Sir John Elliott es inglés pero no es perezoso ni narcisista, y sabe que una leyenda es sólo eso. Catedrático de Oxford, profesor en Princeton, su más reciente libro es un estudio comparado, equilibrado y documentado, de la colonización española y británica en América.
España comenzó la conquista 100 años antes que Inglaterra. Tuvo las ventajas y desventajas del pionero. Sirvió de modelo a los británicos. Se enfrentó a problemas tan complejos como una geografía imposible y la integración de enormes poblaciones indígenas.
La Corona española fue intervencionista desde el principio. "Desafiando las leyes del tiempo y del espacio", realizó un esfuerzo consciente y coherente por integrar los nuevos territorios ("reinos, no colonias") en los dominios de la Monarquía Hispánica. Los indígenas fueron evangelizados e incorporados a la civilización y al "modo de vida español". El compromiso de la Corona por asegurar la justicia para los nativos fue claro y continuado: "No es fácil hallar algo similar en la historia de otros imperios coloniales". Se estimularon los matrimonios interétnicos, sugió el mestizaje. Los esclavos africanos disfrutaron de oportunidades de mejora social y libertad que sus compañeros del norte ni podían soñar.
Claro que el hallazgo de metales preciosos aumentó el interés de la Corona y favoreció la rápida expansión de la burocracia real. Y fue esa misma riqueza y la dócil mano de obra indígena disponible lo que con el devenir del tiempo melló el espíritu emprendedor de los inicios y perpetuó una concepción de la riqueza que empezaba a quedar anticuada, basada más en la posesión y el control que en el riesgo, la innovación y el comercio.

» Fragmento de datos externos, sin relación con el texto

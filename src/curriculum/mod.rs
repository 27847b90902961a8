//! Curriculum: proposes the next task and tracks task history.
//!
//! The proposal pipeline brainstorms questions about what to attempt next,
//! answers them through the memoized QA cache, then synthesizes a task and
//! validates it. Validation failures are fed back into the next synthesis
//! attempt as corrective feedback; exhausting the bounded retries is fatal
//! for the proposal round.

mod ledger;
mod qa_cache;

pub use ledger::TaskLedger;
pub use qa_cache::QaCache;

use std::collections::BTreeSet;
use std::path::Path;
use std::sync::Arc;

use serde::{Deserialize, Serialize};
use uuid::Uuid;

use crate::analyzer;
use crate::error::CoreError;
use crate::oracle::{AnswerOracle, CurriculumOracle, Embedder};

/// Raw task synthesis output before validation.
#[derive(Debug, Clone, Serialize, Deserialize)]
pub struct TaskDraft {
    pub task: String,
    /// Expected name of the single function the task asks for.
    pub fn_name: String,
    #[serde(default)]
    pub setup_code: String,
    /// Single-line assert statements exercising the function.
    pub test_cases: Vec<String>,
}

/// A validated task, immutable once proposed.
#[derive(Debug, Clone, Serialize, Deserialize)]
pub struct Task {
    pub id: Uuid,
    pub description: String,
    pub expected_fn_name: String,
    pub setup_code: String,
    pub test_cases: Vec<String>,
    /// Description plus the function-name directive handed to generation.
    pub prompt: String,
}

pub struct Curriculum {
    qa: QaCache,
    ledger: TaskLedger,
    oracle: Arc<dyn CurriculumOracle>,
    answerer: Arc<dyn AnswerOracle>,
    previous_task: String,
    max_propose_retries: usize,
    allowed_modules: BTreeSet<String>,
}

impl Curriculum {
    pub async fn open(
        root: &Path,
        resume: bool,
        max_propose_retries: usize,
        allowed_modules: BTreeSet<String>,
        embedder: Arc<dyn Embedder>,
        oracle: Arc<dyn CurriculumOracle>,
        answerer: Arc<dyn AnswerOracle>,
    ) -> Result<Self, CoreError> {
        let qa = QaCache::open(root, resume, embedder).await?;
        let ledger = TaskLedger::open(root, resume).await?;
        Ok(Self {
            qa,
            ledger,
            oracle,
            answerer,
            previous_task: String::new(),
            max_propose_retries,
            allowed_modules,
        })
    }

    pub fn completed(&self) -> &[String] {
        self.ledger.completed()
    }

    pub fn failed(&self) -> &[String] {
        self.ledger.failed()
    }

    fn render_observation(&self) -> String {
        let completed = if self.ledger.completed().is_empty() {
            "None".to_string()
        } else {
            format!("\n\t{}", self.ledger.completed().join("\n\t"))
        };
        let failed = if self.ledger.failed().is_empty() {
            "None".to_string()
        } else {
            format!("\n\t{}", self.ledger.failed().join("\n\t"))
        };
        format!(
            "Completed tasks so far (do not give me these tasks again!): {completed}\n\n\
             Failed tasks that are too hard: {failed}\n\n"
        )
    }

    async fn run_qa(&mut self, observation: &str) -> Result<Vec<(String, String)>, CoreError> {
        let questions = self
            .oracle
            .brainstorm(observation)
            .await
            .map_err(CoreError::from)?;
        let mut pairs = Vec::with_capacity(questions.len());
        for question in questions {
            let answer = self.qa.answer(&question, self.answerer.as_ref()).await?;
            pairs.push((question, answer));
        }
        Ok(pairs)
    }

    /// Format QA pairs and the ledger observation for task synthesis,
    /// dropping unhelpful answers and capping at five questions.
    fn render_proposal_context(pairs: &[(String, String)], observation: &str) -> String {
        let mut context = String::new();
        let mut index = 1;
        for (question, answer) in pairs {
            if answer.contains("Answer: Unknown") || answer.contains("language model") {
                continue;
            }
            context.push_str(&format!("Question {index}: {question}\n{answer}\n\n"));
            index += 1;
            if index > 5 {
                break;
            }
        }
        format!("{context}{observation}")
    }

    fn validate_draft(&self, draft: &TaskDraft) -> Result<(), CoreError> {
        if draft.task.trim().is_empty() {
            return Err(CoreError::Policy("task not found!".to_string()));
        }
        if self.ledger.completed().contains(&draft.task) {
            return Err(CoreError::Policy(
                "the task proposed has already been completed previously! \
                 Give a new task that has not been completed before"
                    .to_string(),
            ));
        }
        if draft.task == self.previous_task {
            return Err(CoreError::Policy(
                "the task you proposed is the previous task. Issue a different task.".to_string(),
            ));
        }

        if !draft.setup_code.trim().is_empty() {
            let analysis = analyzer::analyze(&draft.setup_code)?;
            analyzer::assert_modules_allowed(&analysis.imported_modules, &self.allowed_modules)?;
        }

        if draft.fn_name.trim().is_empty() {
            return Err(CoreError::Policy("expected function name not found!".to_string()));
        }
        let token_count = draft.fn_name.split_whitespace().count();
        if token_count != 1 {
            return Err(CoreError::Policy(format!(
                "you can only request ONE function to be written! found {token_count} functions"
            )));
        }

        if draft.test_cases.is_empty() {
            return Err(CoreError::Policy("test cases not found!".to_string()));
        }
        for test_case in &draft.test_cases {
            let trimmed = test_case.trim();
            if !trimmed.starts_with("assert") || trimmed.contains('\n') {
                return Err(CoreError::Policy(format!(
                    "this test case does not start with assert: {test_case}\n\
                     Make sure that each test case starts with assert and only contains one line"
                )));
            }
            let call = analyzer::call_str(trimmed)?;
            if !call.contains(&draft.fn_name) {
                return Err(CoreError::Policy(format!(
                    "test case called {call} but it did not contain the expected function name {}",
                    draft.fn_name
                )));
            }
        }
        Ok(())
    }

    /// Rename the draft's function when the name is already claimed,
    /// appending the smallest unused `_v{n}` suffix and propagating the
    /// rename through the description, setup code and test cases.
    fn rename_for_exclusions(draft: &mut TaskDraft, excluded_names: &BTreeSet<String>) {
        if !excluded_names.contains(&draft.fn_name) {
            return;
        }
        let base = draft.fn_name.clone();
        let mut version = 1u32;
        let mut renamed = base.clone();
        while excluded_names.contains(&renamed) {
            version += 1;
            renamed = format!("{base}_v{version}");
        }
        tracing::info!("function name {base} is claimed, renaming task to use {renamed}");

        draft.task = draft.task.replace(&base, &renamed);
        draft.setup_code = draft.setup_code.replace(&base, &renamed);
        for test_case in &mut draft.test_cases {
            *test_case = test_case.replace(&base, &renamed);
        }
        draft.fn_name = renamed;
    }

    /// Propose the next task, retrying synthesis on validation failures.
    pub async fn propose_task(
        &mut self,
        excluded_names: &BTreeSet<String>,
    ) -> Result<Task, CoreError> {
        let observation = self.render_observation();
        let qa_pairs = self.run_qa(&observation).await?;
        let content = Self::render_proposal_context(&qa_pairs, &observation);

        let mut feedback: Option<String> = None;
        for attempt in 1..=self.max_propose_retries {
            tracing::info!(
                "task synthesis attempt {}/{}",
                attempt,
                self.max_propose_retries
            );
            let mut draft = self
                .oracle
                .synthesize_task(&content, feedback.as_deref())
                .await
                .map_err(CoreError::from)?;

            match self.validate_draft(&draft) {
                Ok(()) => {
                    Self::rename_for_exclusions(&mut draft, excluded_names);
                    let prompt = format!(
                        "{}\nYou must strictly follow the function name: {}",
                        draft.task, draft.fn_name
                    );
                    return Ok(Task {
                        id: Uuid::new_v4(),
                        description: draft.task,
                        expected_fn_name: draft.fn_name,
                        setup_code: draft.setup_code,
                        test_cases: draft.test_cases,
                        prompt,
                    });
                }
                Err(err) if err.is_corrective() => {
                    tracing::warn!("proposed task rejected: {err}");
                    feedback = Some(format!(
                        "Error! {err}\n\
                         Check your response again, and fix the error above to follow the \
                         required format.\n\
                         If the same type of error repeats, give a different task which avoids \
                         the error above.\n"
                    ));
                }
                Err(err) => return Err(err),
            }
        }
        Err(CoreError::ProposalExhausted)
    }

    /// Memoized conceptual plan for a task, injected into generation context.
    pub async fn task_context(&mut self, task: &str) -> Result<String, CoreError> {
        let question = format!(
            "Explain at a conceptual level, how to accomplish the below task in Python \
             programming?\n{task}"
        );
        let answer = self.qa.answer(&question, self.answerer.as_ref()).await?;
        Ok(format!(
            "Rough plan to accomplish the task (can be wrong): \n{answer}\n"
        ))
    }

    /// Record one rollout outcome and remember the task to reject an
    /// immediate re-proposal.
    pub async fn record_outcome(&mut self, task: &Task, success: bool) -> Result<(), CoreError> {
        self.ledger.record(&task.description, success).await?;
        self.previous_task = task.description.clone();
        Ok(())
    }
}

Inglaterra comenzó su colonización "tras un siglo de reforma protestante, con un Parlamento afianzado y nuevas ideas en Europa sobre la ordenación correcta del Estado y su economía". La geografía de las trece colonias era benigna, los ríos navegables y los indígenas escasos. La ausencia de plata y mano de obra nativa tuvo dos efectos: por un lado permitió a la Corona inglesa, concentrada en el esfuerzo por subyugar Irlanda, adoptar un "perfil bajo"; por otro, "obligó a los pobladores a centrase más en el desarrollo que en la explotación (…) reforzando el valor de la autosuficiencia, el trabajo duro y la iniciativa".
El empeño hispano por "elevar" los indígenas a los niveles de civilización europeos no fue tan importante para los británicos. Su esfuerzo por convertirlos a la fe cristiana fue pronto abandonado. La Iglesia Anglicana no arraigó. Igual que hicieron con los irlandeses, los indios fueron excluidos y empujados a los límites del territorio, lo que proporcionó a los colonos más libertad de maniobra para "conformar la realidad según su imaginación". Además, la "debilidad imperial" les acostumbró a gobernarse solos, y "fue a largo plazo fuente de fortaleza para esas sociedades".
Cuando Inglaterra quiso establecer un marco coherente para explotar los recursos de sus colonias ya era demasiado tarde; en realidad, como observó Adam Smith, el imperio americano "había existido sólo en su imaginación".
Quizás Elliott, hijo de su tiempo, exagera la importancia del afán de lucro en la empresa americana. Tampoco analiza, conscientemente, los avatares del Canadá. Quizás olvida sin querer el papel de la masonería en las guerras de independencia. Pero no deja de mencionar el efecto pernicioso de la "sopa boba" en los ánimos y los caracteres, ni la desesperante burocracia española, "tumba de tantas buenas intenciones". Y tampoco olvida el poderoso espíritu emprendedor hispano y la confianza que tuvo España en su capacidad para transmitir a otros pueblos los beneficios de su religión y su civilización. Cualidades tan valiosas para enfrentarse a la globalización de entonces como a la actual.
JOHN ELLIOTT: EMPIRES OF THE ATLANTIC WORLD. BRITAIN AND SPAIN IN AMERICA 1492-1830. Yale University Press (Londres), 2006; 546 páginas. La version en español se titula IMPERIOS DEL MUNDO ATLÁNTICO y acaba de publicarla la editorial Taurus.